Source data:
—————

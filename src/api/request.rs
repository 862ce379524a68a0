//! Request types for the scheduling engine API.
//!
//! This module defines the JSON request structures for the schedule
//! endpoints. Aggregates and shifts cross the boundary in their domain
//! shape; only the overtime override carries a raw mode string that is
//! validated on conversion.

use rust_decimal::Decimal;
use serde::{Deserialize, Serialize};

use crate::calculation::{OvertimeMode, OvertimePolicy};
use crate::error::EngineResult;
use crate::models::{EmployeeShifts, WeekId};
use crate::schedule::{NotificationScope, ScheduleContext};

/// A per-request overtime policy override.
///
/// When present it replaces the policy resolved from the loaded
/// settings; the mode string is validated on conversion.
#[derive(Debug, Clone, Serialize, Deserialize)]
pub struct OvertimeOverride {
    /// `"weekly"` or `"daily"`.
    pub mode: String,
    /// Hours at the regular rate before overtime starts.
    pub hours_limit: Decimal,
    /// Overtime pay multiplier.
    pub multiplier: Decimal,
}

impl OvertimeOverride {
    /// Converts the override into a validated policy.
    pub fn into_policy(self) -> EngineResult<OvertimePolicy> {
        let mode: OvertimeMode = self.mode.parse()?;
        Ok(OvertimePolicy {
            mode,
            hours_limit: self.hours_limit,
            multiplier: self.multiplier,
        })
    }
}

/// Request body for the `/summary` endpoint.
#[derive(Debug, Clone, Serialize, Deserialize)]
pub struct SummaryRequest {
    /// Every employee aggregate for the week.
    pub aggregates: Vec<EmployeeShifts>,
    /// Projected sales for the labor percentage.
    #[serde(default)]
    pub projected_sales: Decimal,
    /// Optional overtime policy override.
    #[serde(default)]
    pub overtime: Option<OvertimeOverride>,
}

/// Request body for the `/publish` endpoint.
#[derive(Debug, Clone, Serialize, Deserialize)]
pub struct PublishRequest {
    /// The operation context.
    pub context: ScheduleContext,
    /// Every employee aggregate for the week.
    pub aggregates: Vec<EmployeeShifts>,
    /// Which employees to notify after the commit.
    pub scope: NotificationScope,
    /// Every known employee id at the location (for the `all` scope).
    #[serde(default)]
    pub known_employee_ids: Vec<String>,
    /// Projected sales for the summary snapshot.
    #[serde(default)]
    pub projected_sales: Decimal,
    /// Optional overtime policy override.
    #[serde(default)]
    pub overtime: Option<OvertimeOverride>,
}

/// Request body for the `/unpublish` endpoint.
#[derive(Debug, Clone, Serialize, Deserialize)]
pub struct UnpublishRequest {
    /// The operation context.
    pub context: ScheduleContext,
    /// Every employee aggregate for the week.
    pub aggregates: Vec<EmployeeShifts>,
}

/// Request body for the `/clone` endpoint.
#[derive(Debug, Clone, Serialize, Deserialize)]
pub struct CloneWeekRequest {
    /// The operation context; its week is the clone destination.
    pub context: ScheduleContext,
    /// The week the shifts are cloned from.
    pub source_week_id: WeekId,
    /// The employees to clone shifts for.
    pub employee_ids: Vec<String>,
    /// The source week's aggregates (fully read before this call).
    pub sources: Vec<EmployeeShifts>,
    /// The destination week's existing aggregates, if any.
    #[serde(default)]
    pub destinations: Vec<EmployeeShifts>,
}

—————

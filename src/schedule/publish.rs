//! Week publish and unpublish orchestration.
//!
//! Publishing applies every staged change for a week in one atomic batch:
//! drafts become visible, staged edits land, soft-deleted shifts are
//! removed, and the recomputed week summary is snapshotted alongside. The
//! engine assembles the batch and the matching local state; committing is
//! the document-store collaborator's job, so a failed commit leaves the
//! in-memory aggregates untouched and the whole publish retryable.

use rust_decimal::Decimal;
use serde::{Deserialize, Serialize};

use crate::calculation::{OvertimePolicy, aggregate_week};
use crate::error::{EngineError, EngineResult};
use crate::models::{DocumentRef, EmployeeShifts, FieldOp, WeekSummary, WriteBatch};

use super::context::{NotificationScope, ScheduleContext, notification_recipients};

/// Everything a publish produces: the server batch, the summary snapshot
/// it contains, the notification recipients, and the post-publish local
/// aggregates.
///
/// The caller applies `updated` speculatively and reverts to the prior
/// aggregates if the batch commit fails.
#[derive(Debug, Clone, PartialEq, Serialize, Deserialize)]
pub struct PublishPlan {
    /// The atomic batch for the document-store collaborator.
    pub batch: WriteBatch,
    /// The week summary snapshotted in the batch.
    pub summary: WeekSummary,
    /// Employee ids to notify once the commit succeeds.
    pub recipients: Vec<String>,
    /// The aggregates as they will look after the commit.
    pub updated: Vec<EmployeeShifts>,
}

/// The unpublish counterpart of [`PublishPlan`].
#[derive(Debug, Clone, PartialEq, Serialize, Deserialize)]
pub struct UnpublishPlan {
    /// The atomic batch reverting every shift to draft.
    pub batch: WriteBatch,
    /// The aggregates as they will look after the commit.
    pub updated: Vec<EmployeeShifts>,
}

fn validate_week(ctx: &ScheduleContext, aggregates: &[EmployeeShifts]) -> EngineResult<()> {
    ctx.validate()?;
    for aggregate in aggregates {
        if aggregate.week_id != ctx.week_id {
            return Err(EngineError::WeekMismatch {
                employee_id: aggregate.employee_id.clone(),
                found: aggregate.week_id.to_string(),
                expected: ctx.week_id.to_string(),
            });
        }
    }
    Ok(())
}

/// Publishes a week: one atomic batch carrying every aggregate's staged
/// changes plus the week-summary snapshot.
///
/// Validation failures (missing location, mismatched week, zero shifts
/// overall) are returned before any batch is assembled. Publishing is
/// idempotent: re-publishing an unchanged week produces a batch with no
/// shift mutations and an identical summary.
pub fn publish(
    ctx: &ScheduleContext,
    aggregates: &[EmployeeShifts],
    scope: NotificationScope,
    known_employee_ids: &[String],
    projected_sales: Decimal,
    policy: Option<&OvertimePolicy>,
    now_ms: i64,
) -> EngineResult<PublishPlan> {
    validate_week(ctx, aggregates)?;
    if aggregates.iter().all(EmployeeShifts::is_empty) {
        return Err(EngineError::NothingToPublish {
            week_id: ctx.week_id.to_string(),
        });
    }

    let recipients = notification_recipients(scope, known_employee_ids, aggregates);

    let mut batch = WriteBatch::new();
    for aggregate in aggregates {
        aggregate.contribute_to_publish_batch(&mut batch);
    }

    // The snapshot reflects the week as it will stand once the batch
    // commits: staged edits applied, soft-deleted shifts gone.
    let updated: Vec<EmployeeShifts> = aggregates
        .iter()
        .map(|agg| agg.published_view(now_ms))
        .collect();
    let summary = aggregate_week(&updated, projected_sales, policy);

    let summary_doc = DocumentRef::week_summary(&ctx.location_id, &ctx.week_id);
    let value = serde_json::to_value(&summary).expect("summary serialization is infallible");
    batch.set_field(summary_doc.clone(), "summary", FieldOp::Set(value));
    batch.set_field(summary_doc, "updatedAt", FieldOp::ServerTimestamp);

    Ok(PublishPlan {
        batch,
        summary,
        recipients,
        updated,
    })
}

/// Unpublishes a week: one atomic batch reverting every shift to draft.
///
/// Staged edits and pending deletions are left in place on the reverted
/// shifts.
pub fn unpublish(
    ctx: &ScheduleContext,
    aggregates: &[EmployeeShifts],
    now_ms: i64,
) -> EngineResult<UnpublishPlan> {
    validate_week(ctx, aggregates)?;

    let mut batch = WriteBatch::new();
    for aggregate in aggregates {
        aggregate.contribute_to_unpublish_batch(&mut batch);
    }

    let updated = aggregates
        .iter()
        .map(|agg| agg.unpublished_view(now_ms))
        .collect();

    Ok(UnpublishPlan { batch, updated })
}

—————

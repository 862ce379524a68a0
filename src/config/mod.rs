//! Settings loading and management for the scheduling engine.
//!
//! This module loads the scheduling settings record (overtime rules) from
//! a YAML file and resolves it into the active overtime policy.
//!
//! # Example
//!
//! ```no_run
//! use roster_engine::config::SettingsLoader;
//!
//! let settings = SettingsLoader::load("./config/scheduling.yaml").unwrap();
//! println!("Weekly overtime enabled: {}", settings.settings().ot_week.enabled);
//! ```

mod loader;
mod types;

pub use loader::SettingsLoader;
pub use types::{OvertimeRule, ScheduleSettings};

—————

WORK REQUEST: Beginning with the line that has "before overtime starts." and ending with the line that has "Every known employee", set down the lines above exactly and include no others.

SOLUTION TO THIS EXERCISE:
    /// Hours at the regular rate before overtime starts.
    pub hours_limit: Decimal,
    /// Overtime pay multiplier.
    pub multiplier: Decimal,
}

impl OvertimeOverride {
    /// Converts the override into a validated policy.
    pub fn into_policy(self) -> EngineResult<OvertimePolicy> {
        let mode: OvertimeMode = self.mode.parse()?;
        Ok(OvertimePolicy {
            mode,
            hours_limit: self.hours_limit,
            multiplier: self.multiplier,
        })
    }
}

/// Request body for the `/summary` endpoint.
#[derive(Debug, Clone, Serialize, Deserialize)]
pub struct SummaryRequest {
    /// Every employee aggregate for the week.
    pub aggregates: Vec<EmployeeShifts>,
    /// Projected sales for the labor percentage.
    #[serde(default)]
    pub projected_sales: Decimal,
    /// Optional overtime policy override.
    #[serde(default)]
    pub overtime: Option<OvertimeOverride>,
}

/// Request body for the `/publish` endpoint.
#[derive(Debug, Clone, Serialize, Deserialize)]
pub struct PublishRequest {
    /// The operation context.
    pub context: ScheduleContext,
    /// Every employee aggregate for the week.
    pub aggregates: Vec<EmployeeShifts>,
    /// Which employees to notify after the commit.
    pub scope: NotificationScope,
    /// Every known employee id at the location (for the `all` scope).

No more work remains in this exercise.